EAGLE, IDAHO – Lamb Weston Holdings, Inc.’s top and bottom lines headed in different directions during the first quarter of fiscal 2022. Sales rose 13% as foodservice and institutional businesses recovered around the world, but the company’s net income fell 67% for the quarter. Inflation, supply chain disruptions, labor shortages and a Pacific Northwest potato crop damaged by excessive heat this summer all combined to pressure earnings.
“Our margin improvement lags our volume recovery as a result of the timing of pricing actions to offset cost inflation as well as challenging macro factors that increase our cost and affected our production run rates and throughput,” said Thomas P. Werner, president and chief executive officer, during an Oct. 7 conference call to discuss the quarterly results. “These ongoing challenges combined with the extreme summer’s heat (to have a) negative impact on potato crops in the Pacific Northwest (and) will result in a higher cost as the year progresses. As a result, we now expect our gross profit margins will remain below pre-pandemic levels through fiscal 2022.”
Net income for the quarter ended Aug. 29 was $29.8 million, equal to 20¢ per share on the common stock, well down from the first quarter of fiscal 2021 when the company earned $89.3 million, equal to 61¢ per share.
Sales for the quarter rose to $984 million from $872 million the year prior.
Lamb Weston’s Global business unit, which is made up of the top 100 quick-service and full-service restaurant chains, had sales rise 12% to $501 million. The Foodservice business, which includes foodservice distributors and chains outside the top 100, had sales of $321 million, up 36% when compared to last year.
For the two business units combined, price/mix made up 3% of the sales growth and volume accounted for 45%.
“In the US, we continue to be encouraged by the pace of recovery in restaurant traffic and demand for fries,” Mr. Werner said. “Overall, restaurant traffic has largely stabilized at about 5% below pre-pandemic levels, led by the continued solid performance at quick-service restaurants. Traffic at full-service restaurants continued to rebound in June and July, but it did soften a bit in August as the Delta variant surged across most of the country.”

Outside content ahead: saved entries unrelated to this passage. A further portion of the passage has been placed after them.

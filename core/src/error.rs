use std::fmt;
use thiserror::Error;

/// Why an input field was rejected.
#[derive(Debug, Clone, Copy, PartialEq)]
pub enum ValidationReason {
    NotPositive,
    NotFinite,
    OutOfRange { min: f64, max: f64 },
    BelowMinimum { min: f64 },
    Empty,
    Duplicate,
    Unrecognized,
}

impl ValidationReason {
    pub fn code(&self) -> &'static str {
        match self {
            Self::NotPositive       => "not_positive",
            Self::NotFinite         => "not_finite",
            Self::OutOfRange { .. } => "out_of_range",
            Self::BelowMinimum { .. } => "below_minimum",
            Self::Empty             => "empty",
            Self::Duplicate         => "duplicate",
            Self::Unrecognized      => "unrecognized",
        }
    }
}

impl fmt::Display for ValidationReason {
    fn fmt(&self, f: &mut fmt::Formatter<'_>) -> fmt::Result {
        match self {
            Self::NotPositive => write!(f, "must be greater than zero"),
            Self::NotFinite => write!(f, "must be a finite number"),
            Self::OutOfRange { min, max } => write!(f, "must be within [{min}, {max}]"),
            Self::BelowMinimum { min } => write!(f, "must be at least {min}"),
            Self::Empty => write!(f, "must not be empty"),
            Self::Duplicate => write!(f, "is defined more than once"),
            Self::Unrecognized => write!(f, "is not a recognised value"),
        }
    }
}

#[derive(Error, Debug)]
pub enum ImpactError {
    #[error("Invalid {field}: {reason}")]
    Validation {
        field: String,
        reason: ValidationReason,
    },

    #[error("Unknown sector '{code}'")]
    UnknownSector { code: String },

    #[error("Division by zero computing {field}: degenerate multiplier profile")]
    DivisionByZero { field: String },

    #[error("Numeric overflow: {field} is not finite")]
    NumericOverflow { field: String },

    #[error("Serialization error: {0}")]
    Serialization(#[from] serde_json::Error),

    #[error(transparent)]
    Other(#[from] anyhow::Error),
}

impl ImpactError {
    pub fn validation(field: impl Into<String>, reason: ValidationReason) -> Self {
        Self::Validation { field: field.into(), reason }
    }

    /// Stable reason code for user-facing surfaces.
    pub fn code(&self) -> &'static str {
        match self {
            Self::Validation { reason, .. } => reason.code(),
            Self::UnknownSector { .. }      => "unknown_sector",
            Self::DivisionByZero { .. }     => "division_by_zero",
            Self::NumericOverflow { .. }    => "numeric_overflow",
            Self::Serialization(_)          => "serialization",
            Self::Other(_)                  => "other",
        }
    }

    /// Name of the offending field, when the failure is tied to one.
    pub fn field(&self) -> Option<&str> {
        match self {
            Self::Validation { field, .. }
            | Self::DivisionByZero { field }
            | Self::NumericOverflow { field } => Some(field),
            Self::UnknownSector { .. } => Some("sector_code"),
            Self::Serialization(_) | Self::Other(_) => None,
        }
    }
}

pub type ImpactResult<T> = Result<T, ImpactError>;

/// Reject NaN and infinities in a computed value.
pub(crate) fn ensure_finite(field: &str, value: f64) -> ImpactResult<f64> {
    if value.is_finite() {
        Ok(value)
    } else {
        Err(ImpactError::NumericOverflow { field: field.to_string() })
    }
}
use crate::{
    error::{ImpactError, ImpactResult, ValidationReason},
    sector_table::{SectorProfile, SectorTable},
    types::ScenarioKind,
};
use serde::{Deserialize, Serialize};
use std::collections::HashMap;

/// Centre and spread of the simulated annual return for one scenario.
#[derive(Debug, Clone, Copy, Serialize, Deserialize, PartialEq)]
pub struct ScenarioParams {
    pub return_mean: f64,
    pub return_std:  f64,
    pub fx_vol:      f64,
    pub demand_var:  f64,
}

#[derive(Debug, Clone, Serialize, Deserialize, PartialEq)]
pub struct MonteCarloConfig {
    /// Years compounded per sample.
    pub years: u32,
    /// Histogram bin count.
    pub bins: usize,
    /// Samples per parallel work unit. Does not affect results.
    pub block_size: usize,
    pub parallel: bool,
    pub default_simulations: u64,
    /// Used when the caller supplies no seed.
    pub default_seed: u64,
}

impl Default for MonteCarloConfig {
    fn default() -> Self {
        Self {
            years: 5,
            bins: 20,
            block_size: 1024,
            parallel: true,
            default_simulations: 10_000,
            default_seed: 0x5EED_1A7E_0F1C_2024,
        }
    }
}

#[derive(Debug, Clone, Serialize, Deserialize, PartialEq)]
pub struct PolicyConfig {
    /// National GDP in $M used for the percentage-of-GDP figure.
    pub reference_gdp: f64,
    /// Job uplift factor for Special Economic Zone investments.
    pub sez_job_uplift: f64,
}

impl Default for PolicyConfig {
    fn default() -> Self {
        Self {
            reference_gdp: 28_400.0,
            sez_job_uplift: 1.10,
        }
    }
}

#[derive(Debug, Clone, Deserialize)]
struct SectorProfilesFile {
    sectors: Vec<SectorProfile>,
}

#[derive(Debug, Clone, Deserialize)]
struct MonteCarloFile {
    settings: MonteCarloConfig,
    scenarios: HashMap<ScenarioKind, ScenarioParams>,
}

#[derive(Debug, Clone)]
pub struct EngineConfig {
    pub sectors: SectorTable,
    pub scenarios: HashMap<ScenarioKind, ScenarioParams>,
    pub monte_carlo: MonteCarloConfig,
    pub policy: PolicyConfig,
}

impl EngineConfig {
    /// Load from the data/ directory.
    /// In tests, use EngineConfig::default_test().
    pub fn load(data_dir: &str) -> anyhow::Result<Self> {
        let sector_path = format!("{data_dir}/sectors/sector_profiles.json");
        let sector_content = std::fs::read_to_string(&sector_path)
            .map_err(|e| anyhow::anyhow!("Cannot read {sector_path}: {e}"))?;
        let sectors = sector_table_from_json(&sector_content)
            .map_err(|e| anyhow::anyhow!("Invalid {sector_path}: {e}"))?;

        let mc_path = format!("{data_dir}/scenarios/monte_carlo.json");
        let mc_content = std::fs::read_to_string(&mc_path)
            .map_err(|e| anyhow::anyhow!("Cannot read {mc_path}: {e}"))?;
        let mc_file: MonteCarloFile = serde_json::from_str(&mc_content)
            .map_err(|e| anyhow::anyhow!("Invalid {mc_path}: {e}"))?;

        let policy_path = format!("{data_dir}/policy/policy.json");
        let policy_content = std::fs::read_to_string(&policy_path)
            .map_err(|e| anyhow::anyhow!("Cannot read {policy_path}: {e}"))?;
        let policy: PolicyConfig = serde_json::from_str(&policy_content)
            .map_err(|e| anyhow::anyhow!("Invalid {policy_path}: {e}"))?;

        let config = Self {
            sectors,
            scenarios: mc_file.scenarios,
            monte_carlo: mc_file.settings,
            policy,
        };
        config.validate()?;

        log::info!(
            "loaded {} sector profiles and {} scenarios from {data_dir}",
            config.sectors.len(),
            config.scenarios.len()
        );
        Ok(config)
    }

    /// Cross-field checks that serde cannot express.
    pub fn validate(&self) -> ImpactResult<()> {
        for kind in ScenarioKind::ALL {
            let params = self.scenario(kind)?;
            let fields = [
                ("return_mean", params.return_mean),
                ("return_std", params.return_std),
                ("fx_vol", params.fx_vol),
                ("demand_var", params.demand_var),
            ];
            for (name, value) in fields {
                if !value.is_finite() {
                    return Err(ImpactError::validation(
                        format!("scenarios.{kind}.{name}"),
                        ValidationReason::NotFinite,
                    ));
                }
            }
            for (name, value) in &fields[1..] {
                if *value < 0.0 {
                    return Err(ImpactError::validation(
                        format!("scenarios.{kind}.{name}"),
                        ValidationReason::BelowMinimum { min: 0.0 },
                    ));
                }
            }
        }

        if self.monte_carlo.years == 0 {
            return Err(ImpactError::validation(
                "monte_carlo.years",
                ValidationReason::BelowMinimum { min: 1.0 },
            ));
        }
        if self.monte_carlo.bins == 0 {
            return Err(ImpactError::validation(
                "monte_carlo.bins",
                ValidationReason::BelowMinimum { min: 1.0 },
            ));
        }
        if self.monte_carlo.block_size == 0 {
            return Err(ImpactError::validation(
                "monte_carlo.block_size",
                ValidationReason::BelowMinimum { min: 1.0 },
            ));
        }
        if self.monte_carlo.default_simulations == 0 {
            return Err(ImpactError::validation(
                "monte_carlo.default_simulations",
                ValidationReason::BelowMinimum { min: 1.0 },
            ));
        }

        if !self.policy.reference_gdp.is_finite() || self.policy.reference_gdp <= 0.0 {
            return Err(ImpactError::validation(
                "policy.reference_gdp",
                ValidationReason::NotPositive,
            ));
        }
        if !self.policy.sez_job_uplift.is_finite() || self.policy.sez_job_uplift < 1.0 {
            return Err(ImpactError::validation(
                "policy.sez_job_uplift",
                ValidationReason::BelowMinimum { min: 1.0 },
            ));
        }
        Ok(())
    }

    pub fn scenario(&self, kind: ScenarioKind) -> ImpactResult<&ScenarioParams> {
        self.scenarios.get(&kind).ok_or_else(|| {
            ImpactError::validation(format!("scenarios.{kind}"), ValidationReason::Empty)
        })
    }

    /// Config with hardcoded defaults for use in unit tests.
    pub fn default_test() -> Self {
        Self {
            sectors: SectorTable::default_test(),
            scenarios: default_scenarios(),
            monte_carlo: MonteCarloConfig::default(),
            policy: PolicyConfig::default(),
        }
    }
}

/// Parse a `{"sectors": [...]}` document into a validated table.
pub fn sector_table_from_json(content: &str) -> ImpactResult<SectorTable> {
    let file: SectorProfilesFile = serde_json::from_str(content)?;
    SectorTable::from_profiles(file.sectors)
}

pub fn default_scenarios() -> HashMap<ScenarioKind, ScenarioParams> {
    [
        (
            ScenarioKind::Base,
            ScenarioParams { return_mean: 0.12, return_std: 0.05, fx_vol: 0.15, demand_var: 0.10 },
        ),
        (
            ScenarioKind::Optimistic,
            ScenarioParams { return_mean: 0.18, return_std: 0.04, fx_vol: 0.10, demand_var: 0.05 },
        ),
        (
            ScenarioKind::Pessimistic,
            ScenarioParams { return_mean: 0.06, return_std: 0.08, fx_vol: 0.25, demand_var: 0.20 },
        ),
    ]
    .into()
}
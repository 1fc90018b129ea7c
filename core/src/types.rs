//! Shared value types passed into every model.

use crate::error::{ImpactError, ImpactResult, ValidationReason};
use serde::{Deserialize, Serialize};
use std::fmt;
use std::str::FromStr;

/// A sector key such as "MIN" or "ICT".
pub type SectorCode = String;

/// Shortest and longest supported projection horizon, in years.
pub const MIN_HORIZON_YEARS: u32 = 1;
pub const MAX_HORIZON_YEARS: u32 = 30;

#[derive(Debug, Clone, Copy, Default, Serialize, Deserialize, PartialEq, Eq, Hash, PartialOrd, Ord)]
#[serde(rename_all = "snake_case")]
pub enum ScenarioKind {
    #[default]
    Base,
    Optimistic,
    Pessimistic,
}

impl ScenarioKind {
    pub const ALL: [ScenarioKind; 3] = [Self::Base, Self::Optimistic, Self::Pessimistic];

    pub fn name(&self) -> &'static str {
        match self {
            Self::Base        => "base",
            Self::Optimistic  => "optimistic",
            Self::Pessimistic => "pessimistic",
        }
    }
}

impl fmt::Display for ScenarioKind {
    fn fmt(&self, f: &mut fmt::Formatter<'_>) -> fmt::Result {
        f.write_str(self.name())
    }
}

impl FromStr for ScenarioKind {
    type Err = ImpactError;

    fn from_str(s: &str) -> Result<Self, Self::Err> {
        Self::ALL
            .into_iter()
            .find(|k| k.name().eq_ignore_ascii_case(s.trim()))
            .ok_or_else(|| ImpactError::validation("scenario", ValidationReason::Unrecognized))
    }
}

/// One prospective investment, as supplied by a caller.
///
/// Built once and passed by reference; models never mutate it.
#[derive(Debug, Clone, Serialize, Deserialize, PartialEq)]
pub struct InvestmentScenario {
    /// Capital amount in millions.
    pub amount: f64,
    pub sector_code: SectorCode,
    #[serde(default = "default_horizon")]
    pub horizon_years: u32,
    #[serde(default)]
    pub scenario: ScenarioKind,
    #[serde(default)]
    pub is_sez: bool,
    #[serde(default)]
    pub num_simulations: Option<u64>,
    #[serde(default)]
    pub seed: Option<u64>,
}

fn default_horizon() -> u32 {
    10
}

impl InvestmentScenario {
    pub fn new(amount: f64, sector_code: impl Into<SectorCode>, horizon_years: u32) -> Self {
        Self {
            amount,
            sector_code: sector_code.into(),
            horizon_years,
            scenario: ScenarioKind::Base,
            is_sez: false,
            num_simulations: None,
            seed: None,
        }
    }

    pub fn with_scenario(mut self, scenario: ScenarioKind) -> Self {
        self.scenario = scenario;
        self
    }

    pub fn with_sez(mut self, is_sez: bool) -> Self {
        self.is_sez = is_sez;
        self
    }

    pub fn with_simulations(mut self, n: u64) -> Self {
        self.num_simulations = Some(n);
        self
    }

    pub fn with_seed(mut self, seed: u64) -> Self {
        self.seed = Some(seed);
        self
    }

    /// Check every field that does not need the sector table.
    /// Sector existence is checked at lookup time.
    pub fn validate(&self) -> ImpactResult<()> {
        validate_amount(self.amount)?;
        if self.sector_code.trim().is_empty() {
            return Err(ImpactError::validation("sector_code", ValidationReason::Empty));
        }
        validate_horizon(self.horizon_years)?;
        if let Some(n) = self.num_simulations {
            validate_simulations(n)?;
        }
        Ok(())
    }
}

pub(crate) fn validate_amount(amount: f64) -> ImpactResult<()> {
    if !amount.is_finite() {
        return Err(ImpactError::validation("amount", ValidationReason::NotFinite));
    }
    if amount <= 0.0 {
        return Err(ImpactError::validation("amount", ValidationReason::NotPositive));
    }
    Ok(())
}

pub(crate) fn validate_horizon(years: u32) -> ImpactResult<()> {
    if !(MIN_HORIZON_YEARS..=MAX_HORIZON_YEARS).contains(&years) {
        return Err(ImpactError::validation("horizon_years", ValidationReason::OutOfRange {
            min: MIN_HORIZON_YEARS as f64,
            max: MAX_HORIZON_YEARS as f64,
        }));
    }
    Ok(())
}

pub(crate) fn validate_simulations(n: u64) -> ImpactResult<()> {
    if n < 1 {
        return Err(ImpactError::validation(
            "num_simulations",
            ValidationReason::BelowMinimum { min: 1.0 },
        ));
    }
    Ok(())
}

He added that “fry attachment,” which is defined as the rate at which consumers order fries when visiting restaurants, continued to support demand recovery by remaining above pre-pandemic levels.
Internationally, Mr. Werner said demand in Europe, Asia and Oceania followed a similar pattern as the United States — with steady growth that tapered with the emergence of the Delta variant. South America, especially Brazil, faced challenging conditions during the quarter.
Lamb Weston measures its supply chain costs on a per pound basis and Mr. Werner said they have increased significantly due to input and transportation cost inflation as well as labor availability and other issues that are continuing to cause production inefficiencies.
“Although we're making gradual progress to mitigate these challenges, they have slowed our efforts to stabilize our manufacturing operations during the first half of fiscal 2022,” he said. “As a result, we expect the turnaround in our supply chain will take longer than we initially anticipated.”
The extreme heat that occurred over the summer is expected to affect the potato crops in Idaho’s Columbia Basin and Alberta. The company expects both yield and quality to be below average levels.
“As we're still in the middle of the main crop harvest, the extent of the financial impact of the crop condition will be determined over the coming quarter as the harvest is completed,” Mr. Werner said. “While we expect this impact will be significant, we’re examining a variety of levers to mitigate the effect on our earnings as well as on customer service and supply.”
Levers to be pulled include optimizing Lamb Weston’s portfolio of products by eliminating underperforming stock-keeping units and partnering with customers to modify product specifications without compromising food quality.
“These modifications will help mitigate the impact of lower potato crop yields from this year’s crop as well as some of the impact of reduced potato utilization that results from poor raw potato quality,” said Bernadette M. Madarieta, chief financial officer.
Management’s outlook for the rest of fiscal 2022 is for sales growth to be above the company’s long-term target of low-to-mid single digits. Net income is expected to remain pressured for the remainder of the year as the company works through its supply chain challenges and potato crop issues.